◆ **Assignment**
Across the records below, report how many lines include the word "warn", stating the number alone.

◆ **Given entries**
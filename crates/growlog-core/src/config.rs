use std::path::Path;

use serde::{Deserialize, Serialize};
use tracing::info;

use crate::error::{GrowlogError, Result};

/// Top-level configuration for the Growlog server.
///
/// Built once at process start: TOML file first, then environment
/// overrides (see [`GrowlogConfig::apply_env`]). Components receive it by
/// reference; nothing reads the environment after startup.
#[derive(Debug, Clone, Default, Serialize, Deserialize)]
pub struct GrowlogConfig {
    #[serde(default)]
    pub general: GeneralConfig,
    #[serde(default)]
    pub server: ServerConfig,
    #[serde(default)]
    pub storage: StorageConfig,
    #[serde(default)]
    pub auth: AuthConfig,
    #[serde(default)]
    pub docs: DocsConfig,
    #[serde(default)]
    pub health: HealthConfig,
}

impl GrowlogConfig {
    /// Load configuration from a TOML file.
    ///
    /// Returns an error if the file cannot be read or parsed.
    pub fn load(path: &Path) -> Result<Self> {
        let content = std::fs::read_to_string(path)?;
        let config: GrowlogConfig = toml::from_str(&content)?;
        info!("Configuration loaded from {}", path.display());
        Ok(config)
    }

    /// Apply overrides from the process environment.
    pub fn apply_process_env(&mut self) -> Result<()> {
        self.apply_env(|key| std::env::var(key).ok())
    }

    /// Apply environment overrides using the given lookup.
    ///
    /// Unset variables leave the file value untouched. A variable that is
    /// set but unparseable is a configuration error.
    pub fn apply_env<F>(&mut self, lookup: F) -> Result<()>
    where
        F: Fn(&str) -> Option<String>,
    {
        if let Some(host) = lookup("GROWLOG_HOST") {
            self.server.host = host;
        }
        if let Some(port) = lookup("PORT") {
            self.server.port = parse_var("PORT", &port)?;
        }
        if let Some(env) = lookup("GROWLOG_ENV") {
            self.server.environment = env;
        }
        if let Some(path) = lookup("GROWLOG_DATABASE") {
            self.storage.database_path = path;
        }
        if let Some(secret) = lookup("JWT_SECRET") {
            self.auth.jwt_secret = Some(secret).filter(|s| !s.is_empty());
        }
        if let Some(ttl) = lookup("JWT_TTL_SECS") {
            self.auth.token_ttl_secs = parse_var("JWT_TTL_SECS", &ttl)?;
        }
        if let Some(enabled) = lookup("GROWLOG_DOCS_ENABLED") {
            self.docs.enabled = Some(parse_bool("GROWLOG_DOCS_ENABLED", &enabled)?);
        }
        if let Some(token) = lookup("SWAGGER_SAMPLE_TOKEN") {
            self.docs.sample_token = token;
        }
        if let Some(detailed) = lookup("GROWLOG_HEALTH_DETAILED") {
            self.health.detailed = parse_bool("GROWLOG_HEALTH_DETAILED", &detailed)?;
        }
        Ok(())
    }

    /// Whether the documentation endpoint should be mounted.
    ///
    /// An explicit setting wins; otherwise docs are served everywhere except
    /// in `production`, since the page embeds the sample bearer token.
    pub fn docs_enabled(&self) -> bool {
        self.docs
            .enabled
            .unwrap_or_else(|| !self.server.is_production())
    }
}

fn parse_var<T: std::str::FromStr>(key: &str, value: &str) -> Result<T> {
    value
        .trim()
        .parse()
        .map_err(|_| GrowlogError::Config(format!("{key} has an invalid value: {value:?}")))
}

fn parse_bool(key: &str, value: &str) -> Result<bool> {
    match value.trim().to_ascii_lowercase().as_str() {
        "1" | "true" | "yes" | "on" => Ok(true),
        "0" | "false" | "no" | "off" => Ok(false),
        _ => Err(GrowlogError::Config(format!(
            "{key} must be a boolean, got {value:?}"
        ))),
    }
}

/// General application settings.
#[derive(Debug, Clone, Serialize, Deserialize)]
#[serde(default)]
pub struct GeneralConfig {
    /// Log level: trace, debug, info, warn, error.
    pub log_level: String,
}

impl Default for GeneralConfig {
    fn default() -> Self {
        Self {
            log_level: "info".to_string(),
        }
    }
}

/// HTTP listener settings.
#[derive(Debug, Clone, Serialize, Deserialize)]
#[serde(default)]
pub struct ServerConfig {
    /// Bind address.
    pub host: String,
    /// Bind port.
    pub port: u16,
    /// Deployment environment name ("development", "production", ...).
    pub environment: String,
}

impl ServerConfig {
    pub fn is_production(&self) -> bool {
        self.environment.eq_ignore_ascii_case("production")
    }
}

impl Default for ServerConfig {
    fn default() -> Self {
        Self {
            host: "0.0.0.0".to_string(),
            port: 3000,
            environment: "development".to_string(),
        }
    }
}

/// Storage configuration.
#[derive(Debug, Clone, Serialize, Deserialize)]
#[serde(default)]
pub struct StorageConfig {
    /// SQLite database file.
    pub database_path: String,
}

impl Default for StorageConfig {
    fn default() -> Self {
        Self {
            database_path: "growlog.db".to_string(),
        }
    }
}

/// Token issuance and verification settings.
#[derive(Clone, Serialize, Deserialize)]
#[serde(default)]
pub struct AuthConfig {
    /// HMAC secret for signing access tokens. Generated at startup if unset.
    pub jwt_secret: Option<String>,
    /// Access token lifetime in seconds.
    pub token_ttl_secs: u64,
}

impl Default for AuthConfig {
    fn default() -> Self {
        Self {
            jwt_secret: None,
            token_ttl_secs: 7 * 24 * 60 * 60,
        }
    }
}

impl std::fmt::Debug for AuthConfig {
    fn fmt(&self, f: &mut std::fmt::Formatter<'_>) -> std::fmt::Result {
        f.debug_struct("AuthConfig")
            .field("jwt_secret", &self.jwt_secret.as_ref().map(|_| "<redacted>"))
            .field("token_ttl_secs", &self.token_ttl_secs)
            .finish()
    }
}

/// API documentation settings.
#[derive(Debug, Clone, Default, Serialize, Deserialize)]
#[serde(default)]
pub struct DocsConfig {
    /// Explicit on/off switch. `None` means "decide from the environment".
    pub enabled: Option<bool>,
    /// Bearer token pre-filled into the documentation UI.
    pub sample_token: String,
}

/// Health endpoint settings.
#[derive(Debug, Clone, Default, Serialize, Deserialize)]
#[serde(default)]
pub struct HealthConfig {
    /// Return uptime/timestamp/env JSON instead of the plain `OK`.
    pub detailed: bool,
}
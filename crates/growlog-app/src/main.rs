//! Growlog application binary - composition root.
//!
//! 1. Load `.env`, parse CLI flags
//! 2. Build the configuration (TOML file, environment, then flags)
//! 3. Initialize tracing
//! 4. Open the SQLite database
//! 5. Serve the REST API until Ctrl+C / SIGTERM

mod cli;

use std::path::Path;

use clap::Parser;
use tracing_subscriber::EnvFilter;

use growlog_api::state::AppState;
use growlog_core::config::GrowlogConfig;
use growlog_core::error::GrowlogError;
use growlog_storage::Database;

use cli::CliArgs;

#[tokio::main]
async fn main() -> Result<(), Box<dyn std::error::Error>> {
    // A missing .env is normal outside development.
    let dotenv = dotenvy::dotenv();

    let args = CliArgs::parse();

    // Config is read before tracing exists so the configured level applies;
    // the outcome is logged once the subscriber is up.
    let config_path = args.resolve_config_path();
    let loaded = GrowlogConfig::load(&config_path);
    let mut config = match &loaded {
        Ok(config) => config.clone(),
        Err(_) => GrowlogConfig::default(),
    };
    let env_result = config.apply_process_env();
    args.apply_overrides(&mut config);

    // Tracing. --log-level wins over RUST_LOG, which wins over the file.
    let filter = match &args.log_level {
        Some(level) => EnvFilter::try_new(level)?,
        None => EnvFilter::try_from_default_env()
            .or_else(|_| EnvFilter::try_new(&config.general.log_level))
            .unwrap_or_else(|_| EnvFilter::new("info")),
    };
    tracing_subscriber::fmt().with_env_filter(filter).init();

    tracing::info!("Starting Growlog v{}", env!("CARGO_PKG_VERSION"));

    if let Ok(path) = &dotenv {
        tracing::debug!(path = %path.display(), "Loaded .env");
    }
    match &loaded {
        Ok(_) => tracing::info!(path = %config_path.display(), "Configuration loaded"),
        Err(GrowlogError::Io(e)) if e.kind() == std::io::ErrorKind::NotFound => {
            tracing::info!(path = %config_path.display(), "No config file, using defaults")
        }
        Err(e) => tracing::warn!(
            path = %config_path.display(),
            error = %e,
            "Failed to load config file, using defaults"
        ),
    }
    if let Err(e) = env_result {
        tracing::error!(error = %e, "Invalid environment configuration");
        return Err(e.into());
    }

    // Storage.
    let db_path = Path::new(&config.storage.database_path);
    let db = Database::new(db_path).map_err(|e| {
        tracing::error!(path = %db_path.display(), error = %e, "Failed to open database");
        e
    })?;
    tracing::info!(path = %db_path.display(), "SQLite database opened");

    // API.
    let state = AppState::new(config.clone(), db);
    growlog_api::start_server(&config, state).await?;

    Ok(())
}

◆ **Task solution**
2